The Baseline Allergy study group, led by consultant paediatrician Jonathan Hourihane and research fellow Maeve Kelleher, both of University College Cork, and Alan Irvine of Trinity College Dublin measured water evaporation in the skin of 1,903 newborn babies in Cork University Hospital, and followed them up until 12 months of age.

Prof Hourihane described the test as “painless” and “non-invasive”, with a small probe placed on the child’s arm. “It’s like putting a hollow toothbrush on the arm and the head measures the level of water evaporation in an enclosed area,” he said.

This “simple bedside test” was carried out on the babies on day two following birth and at two months.

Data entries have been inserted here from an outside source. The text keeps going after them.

//! `hackjudge assign` - judge panels per project table
//!
//! Runs the assignment engine over the project and judge rosters, writes
//! the assignment table, the judge-grouped schedule and one sheet per
//! judge, then publishes table numbers to the project table unless
//! `--no-publish` is given or no remote store is configured.

use hackjudge_core::assign::{assign, judge_schedule, publish_tables, AssignmentPlan, PublishReport};
use hackjudge_core::error::Result;
use hackjudge_core::export::{write_csv, write_report};
use hackjudge_core::report::{assignment_table, judge_sheet, render_aligned, schedule_text, sheet_name};
use hackjudge_core::source::AirtableClient;
use hackjudge_core::trace_time;
use serde_json::json;
use tracing::{info, warn};

use crate::cli::AssignArgs;
use crate::commands::dispatch::CommandContext;
use crate::commands::emit::{emit, Report};

pub fn execute(ctx: &CommandContext, args: &AssignArgs) -> Result<()> {
    let panel_size = args.panel_size.unwrap_or(ctx.config.panel_size);
    let projects = ctx.project_roster(args.file.as_deref())?;
    let judges = ctx.judge_roster(args.judges.as_deref())?;

    let names: Vec<&str> = projects.iter().map(|p| p.name.as_str()).collect();
    let plan = assign(&names, judges.names(), panel_size)?;
    trace_time!(ctx.start, "assign", rows = plan.assignments.len());

    let dir = ctx.output_dir("judging");
    let table = assignment_table(&plan.assignments);
    let schedules = judge_schedule(&plan.assignments);
    let mut written = write_report(&dir, "judge_assignments", &schedule_text(&schedules), Some(&table))?;

    let sheets_dir = dir.join("judges");
    for schedule in &schedules {
        written.push(write_csv(&sheets_dir, &sheet_name(&schedule.judge), &judge_sheet(schedule))?);
    }

    let publish = if args.no_publish {
        None
    } else {
        publish(ctx, &plan)
    };

    let text = format!(
        "{}\n{}",
        render_aligned(&table),
        summary(&plan, panel_size, publish.as_ref())
    );
    let json = json!({
        "panel_size": panel_size,
        "assignments": plan.assignments,
        "skipped": plan.skipped,
        "loads": plan.loads.iter().map(|(judge, load)| json!({ "judge": judge, "tables": load })).collect::<Vec<_>>(),
        "publish": publish,
    });

    emit(
        ctx,
        Report {
            text,
            table: &table,
            json,
            written,
        },
    )
}

/// Best-effort write-back of table numbers; `None` when not configured
fn publish(ctx: &CommandContext, plan: &AssignmentPlan) -> Option<PublishReport> {
    let settings = match ctx.config.source.credentials() {
        Ok(settings) => settings,
        Err(e) => {
            warn!(reason = %e, "table numbers not published");
            return None;
        }
    };

    let client = AirtableClient::new(settings);
    let report = publish_tables(plan, &client, &ctx.config.source.table_field);
    info!(updated = report.updated, failed = report.failures.len(), "publish finished");
    Some(report)
}

fn summary(plan: &AssignmentPlan, panel_size: usize, publish: Option<&PublishReport>) -> String {
    let mut lines = vec![format!(
        "Assigned {} tables with {} judges each ({} judges available)",
        plan.assigned_tables().len(),
        panel_size,
        plan.loads.len()
    )];

    for skipped in &plan.skipped {
        lines.push(format!(
            "Skipped table {} ({}): no unused judge combination left",
            skipped.table, skipped.project
        ));
    }

    let loads: Vec<String> = plan
        .loads
        .iter()
        .map(|(judge, load)| format!("{judge} {load}"))
        .collect();
    lines.push(format!("Judge loads: {}", loads.join(", ")));

    match publish {
        None => lines.push("Table numbers not published".to_string()),
        Some(report) => {
            lines.push(format!("Published {} table numbers", report.updated));
            for project in &report.not_found {
                lines.push(format!("Project not found in project table: {project}"));
            }
            for failure in &report.failures {
                lines.push(format!(
                    "Failed to publish table {} ({}): {}",
                    failure.table, failure.project, failure.reason
                ));
            }
        }
    }

    lines.join("\n")
}
use crate::cli::support::{event_dir, hackjudge, read_output, write_data};
use predicates::prelude::*;

// ============================================================================
// results overall
// ============================================================================

#[test]
fn test_overall_ranking_csv() {
    let dir = event_dir();

    hackjudge()
        .current_dir(dir.path())
        .args(["--format", "csv", "results", "overall"])
        .assert()
        .success()
        .stdout(
            "Rank,ProjectName,Innovation,Value & Impact,Completeness,Technical Implementation,Overall Score\n\
             1,Beta,9.00,9.00,9.00,10.00,9.25\n\
             2,Alpha,7.00,7.50,8.00,8.50,7.75\n\
             3,Gamma,5.00,5.00,5.00,5.00,5.00\n",
        );

    let csv = read_output(dir.path(), "judging/overall_scores.csv");
    assert!(csv.starts_with("Rank,ProjectName,"));
    assert!(read_output(dir.path(), "judging/overall_scores.txt").contains("Beta"));
}

#[test]
fn test_overall_count_limits_rows() {
    let dir = event_dir();

    let output = hackjudge()
        .args(["--root", dir.path().to_str().unwrap(), "--format", "json"])
        .args(["results", "overall", "--count", "2"])
        .output()
        .unwrap();
    assert!(output.status.success());

    let json: serde_json::Value = serde_json::from_slice(&output.stdout).unwrap();
    let ranking = json["ranking"].as_array().unwrap();
    assert_eq!(ranking.len(), 2);
    assert_eq!(ranking[0]["project"], "Beta");
    assert_eq!(ranking[1]["rank"], 2);
    assert_eq!(ranking[1]["overall_score"], 7.75);
    assert_eq!(ranking[1]["criteria"]["Innovation"], 7.0);
    assert_eq!(ranking[1]["criteria"]["Technical Implementation"], 8.5);
    assert!(json["files"].as_array().unwrap().len() == 2);
}

#[test]
fn test_overall_count_zero_keeps_all() {
    let dir = event_dir();

    hackjudge()
        .current_dir(dir.path())
        .args(["--format", "csv", "results", "overall", "-n", "0"])
        .assert()
        .success()
        .stdout(predicate::str::contains("3,Gamma"));
}

#[test]
fn test_negative_count_rejected() {
    let dir = event_dir();

    hackjudge()
        .current_dir(dir.path())
        .args(["results", "overall", "--count=-1"])
        .assert()
        .code(2);
}

// ============================================================================
// results track
// ============================================================================

#[test]
fn test_track_by_name() {
    let dir = event_dir();

    hackjudge()
        .current_dir(dir.path())
        .args(["results", "track", "webAI"])
        .assert()
        .success()
        .stdout(predicate::str::starts_with("WEBAI RESULTS\n"))
        .stdout(predicate::str::contains("Alpha"))
        .stdout(predicate::str::contains("Beta").not());

    assert!(read_output(dir.path(), "judging/tracks.csv").contains("1,Alpha"));
}

#[test]
fn test_track_by_index() {
    let dir = event_dir();

    hackjudge()
        .current_dir(dir.path())
        .args(["--format", "csv", "results", "track", "0"])
        .assert()
        .success()
        .stdout(predicate::str::contains("1,Beta"))
        .stdout(predicate::str::contains("2,Alpha"))
        .stdout(predicate::str::contains("Gamma").not());
}

#[test]
fn test_track_without_entries() {
    let dir = event_dir();

    hackjudge()
        .current_dir(dir.path())
        .args(["results", "track", "Disaster Response"])
        .assert()
        .success()
        .stdout(predicate::str::contains("No Entries"));
}

#[test]
fn test_unknown_track_is_usage_error() {
    let dir = event_dir();

    hackjudge()
        .current_dir(dir.path())
        .args(["--format", "json", "results", "track", "Robotics"])
        .assert()
        .code(2)
        .stderr(predicate::str::contains("\"type\":\"invalid_value\""));
}

// ============================================================================
// results cheat / list / export-all
// ============================================================================

#[test]
fn test_cheat_list() {
    let dir = event_dir();

    hackjudge()
        .current_dir(dir.path())
        .args(["--format", "csv", "results", "cheat"])
        .assert()
        .success()
        .stdout("ProjectName\nGamma\n");

    assert_eq!(
        read_output(dir.path(), "judging/cheat_list.csv"),
        "ProjectName\nGamma\n"
    );
}

#[test]
fn test_list_with_export() {
    let dir = event_dir();

    hackjudge()
        .current_dir(dir.path())
        .args(["results", "list", "--export", "all_results"])
        .assert()
        .success()
        .stdout(predicate::str::contains("MAIN TRACK RESULTS"))
        .stdout(predicate::str::contains("PUBLIC SAFETY INSIGHTS RESULTS"));

    let text = read_output(dir.path(), "all_results.txt");
    assert!(text.contains(
        "DISASTER RESPONSE RESULTS\n-------------------------------------------------\nNo Entries"
    ));
    assert!(text.contains("CYBERSECURITY RESULTS"));
}

#[test]
fn test_list_rejects_export_path() {
    let dir = event_dir();

    hackjudge()
        .current_dir(dir.path())
        .args(["results", "list", "--export", "../escape"])
        .assert()
        .code(2)
        .stderr(predicate::str::contains("--export"));
}

#[test]
fn test_export_all_skips_empty_tracks() {
    let dir = event_dir();

    hackjudge()
        .current_dir(dir.path())
        .args(["--quiet", "results", "export-all"])
        .assert()
        .success();

    let judging = dir.path().join("output/judging");
    for stem in ["best_overall", "main_track", "webai", "cybersecurity"] {
        assert!(judging.join(format!("{stem}.csv")).exists(), "{stem}.csv");
        assert!(judging.join(format!("{stem}.txt")).exists(), "{stem}.txt");
    }
    assert!(!judging.join("disaster_response.csv").exists());
    assert!(read_output(dir.path(), "judging/main_track.txt").starts_with("MAIN TRACK RESULTS\n"));
}

// ============================================================================
// Load errors
// ============================================================================

#[test]
fn test_missing_criterion_column() {
    let dir = event_dir();
    write_data(
        dir.path(),
        "scores.csv",
        "ProjectName,Judge Name,Value & Impact,Completeness,Technical Implementation\nAlpha,Ada,7,9,8\n",
    );

    hackjudge()
        .current_dir(dir.path())
        .args(["results", "overall"])
        .assert()
        .code(3)
        .stderr(predicate::str::contains("missing required column 'Innovation'"));
}

#[test]
fn test_non_numeric_score() {
    let dir = event_dir();
    write_data(
        dir.path(),
        "scores.csv",
        "ProjectName,Judge Name,Innovation,Value & Impact,Completeness,Technical Implementation\nAlpha,Ada,great,7,9,8\n",
    );

    hackjudge()
        .current_dir(dir.path())
        .args(["results", "overall"])
        .assert()
        .code(3)
        .stderr(predicate::str::contains("invalid score in Innovation at row 2"));
}

#[test]
fn test_missing_scores_file() {
    let dir = tempfile::tempdir().unwrap();

    hackjudge()
        .current_dir(dir.path())
        .args(["results", "overall"])
        .assert()
        .code(3)
        .stderr(predicate::str::contains("file not found"));
}

#[test]
fn test_explicit_scores_file() {
    let dir = event_dir();
    std::fs::write(
        dir.path().join("round2.csv"),
        "ProjectName,Judge Name,Innovation,Value & Impact,Completeness,Technical Implementation\nZeta,Ada,1,2,3,4\n",
    )
    .unwrap();

    hackjudge()
        .current_dir(dir.path())
        .args(["--format", "csv", "results", "--file", "round2.csv", "overall"])
        .assert()
        .success()
        .stdout(predicate::str::contains("1,Zeta,1.00,2.00,3.00,4.00,2.50"));
}
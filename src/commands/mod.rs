//! CLI commands for hackjudge

pub mod assign;
pub mod contacts;
pub mod dispatch;
pub mod emit;
pub mod fetch;
pub mod projects;
pub mod results;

It could predict the development of eczema at 12 months — if water evaporation levels were high, the child was more likely to develop eczema.

Another factor in developing eczema, a chronic inflammatory skin disease, was whether a child’s parents also had allergies, as well as whether the child carried a mutation in the FLG gene, which governs the amount of filaggrin (a protein). A low level of this gene was the hallmark of eczema, Prof Hourihane said.

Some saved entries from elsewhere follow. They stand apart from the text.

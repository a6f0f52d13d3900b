//! `hackjudge contacts` - team member contact sheets

use hackjudge_core::bail_usage;
use hackjudge_core::error::Result;
use hackjudge_core::export::write_report;
use hackjudge_core::ranking::track_slug;
use hackjudge_core::report::contacts_sheet;
use hackjudge_core::roster::{select_contacts, ContactLookup};
use serde_json::json;
use tracing::{info, warn};

use crate::cli::ContactsArgs;
use crate::commands::dispatch::CommandContext;
use crate::commands::emit::{emit, Report};

/// Selector standing for every project
const ALL_PROJECTS: &str = ".";

pub fn execute(ctx: &CommandContext, args: &ContactsArgs) -> Result<()> {
    let suffix = match &args.suffix {
        Some(suffix) => validate_suffix(suffix)?,
        None if args.project == ALL_PROJECTS => "all".to_string(),
        None => track_slug(&args.project).replace(['/', '\\'], "_"),
    };

    let projects = ctx.project_roster(args.file.as_deref())?;
    let selected = match select_contacts(&projects, &args.project) {
        ContactLookup::Found(selected) => selected,
        ContactLookup::NotFound(name) => return not_found(ctx, &name),
    };
    info!(projects = selected.len(), "contacts selected");

    let (text, table) = contacts_sheet(&selected);
    let stem = format!("contacts_{suffix}");
    let written = write_report(&ctx.output_dir("projects"), &stem, &text, Some(&table))?;

    emit(
        ctx,
        Report {
            text,
            table: &table,
            json: json!({ "projects": selected }),
            written,
        },
    )
}

/// An unknown project is reported, not failed; nothing is written
fn not_found(ctx: &CommandContext, name: &str) -> Result<()> {
    warn!(project = name, "project not found");
    let (_, table) = contacts_sheet(&[]);

    emit(
        ctx,
        Report {
            text: format!("Project '{name}' not found.\n"),
            table: &table,
            json: json!({ "not_found": name }),
            written: Vec::new(),
        },
    )
}

fn validate_suffix(suffix: &str) -> Result<String> {
    let suffix = suffix.trim();
    if suffix.is_empty() || suffix.contains(['/', '\\']) || suffix.starts_with('.') {
        bail_usage!(format!("invalid --suffix '{suffix}': must be a plain file name part"));
    }
    Ok(suffix.to_string())
}
use crate::cli::support::{event_dir, hackjudge, read_output};
use predicates::prelude::*;

#[test]
fn test_contacts_single_project() {
    let dir = event_dir();

    hackjudge()
        .current_dir(dir.path())
        .args(["contacts", "Alpha"])
        .assert()
        .success()
        .stdout(predicate::str::contains("ana@example.com"))
        .stdout(predicate::str::contains("ben@example.com"))
        .stdout(predicate::str::contains("cara@example.com").not());

    assert_eq!(
        read_output(dir.path(), "projects/contacts_alpha.csv"),
        "Name,Email,Project\nAna Diaz,ana@example.com,Alpha\nBen Ode,ben@example.com,Alpha\n"
    );
}

#[test]
fn test_contacts_all_projects() {
    let dir = event_dir();

    hackjudge()
        .current_dir(dir.path())
        .args(["--format", "csv", "contacts", "."])
        .assert()
        .success()
        .stdout(predicate::str::contains("Dev Rao,dev@example.com,Gamma"));

    assert_eq!(
        read_output(dir.path(), "projects/contacts_all.csv").lines().count(),
        5
    );
}

#[test]
fn test_contacts_custom_suffix() {
    let dir = event_dir();

    hackjudge()
        .current_dir(dir.path())
        .args(["--quiet", "contacts", "Beta", "--suffix", "finalists"])
        .assert()
        .success();

    assert!(read_output(dir.path(), "projects/contacts_finalists.txt").starts_with("Beta\n"));
}

#[test]
fn test_contacts_unknown_project() {
    let dir = event_dir();

    hackjudge()
        .current_dir(dir.path())
        .args(["contacts", "Omega"])
        .assert()
        .success()
        .stdout(predicate::str::contains("Project 'Omega' not found."));

    assert!(!dir.path().join("output/projects/contacts_omega.txt").exists());
}

#[test]
fn test_contacts_unknown_project_json() {
    let dir = event_dir();

    let output = hackjudge()
        .current_dir(dir.path())
        .args(["--format", "json", "contacts", "Omega"])
        .output()
        .unwrap();

    assert!(output.status.success());
    let json: serde_json::Value = serde_json::from_slice(&output.stdout).unwrap();
    assert_eq!(json["not_found"], "Omega");
    assert_eq!(json["files"], serde_json::json!([]));
}

#[test]
fn test_contacts_rejects_path_suffix() {
    let dir = event_dir();

    hackjudge()
        .current_dir(dir.path())
        .args(["contacts", "Alpha", "--suffix", "../x"])
        .assert()
        .code(2);
}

A filaggrin deficiency causes defects in skin barrier function, making eczema more severe and skin infections and allergies more common.

Approximately 10% of people carry a mutation in the FLG gene.

Prof Hourihane said if both parents suffer from allergies, a child had a “25%-40% chance of developing eczema in their first year”. If the child had a filaggrin deficiency, the chance iss 40%-50%. However, if all three elements are involved — parental allergies, filaggrin deficiency, and high water evaporation levels — then the child was seven times more likely to have eczema at 12 months, despite having no visible skin barrier defect or eczema at the time of measurement before they left the maternity hospital.

Prof Hourihane said that the study, published today in the Journal of Allergy and Clinical Immunology, was “the largest set of neonatal skin barrier assessments ever performed, just after birth”.

He said their findings offered hope that an intervention in the first 12 months of life could prevent eczema developing “in these highest-risk children targeted for a simple intervention with moisturisers to protect their skin barrier”.

He said it was “also fascinating” to find that low water evaporation levels after birth appeared to be protective for eczema at 12 months. He said this indicated there might be a “double-edged” benefit to using their test more routinely.

He said prevention of eczema may also prevent the development of asthma and food allergy, which are strongly associated with eczema, because the allergens get through the broken skin and cause the development of allergies.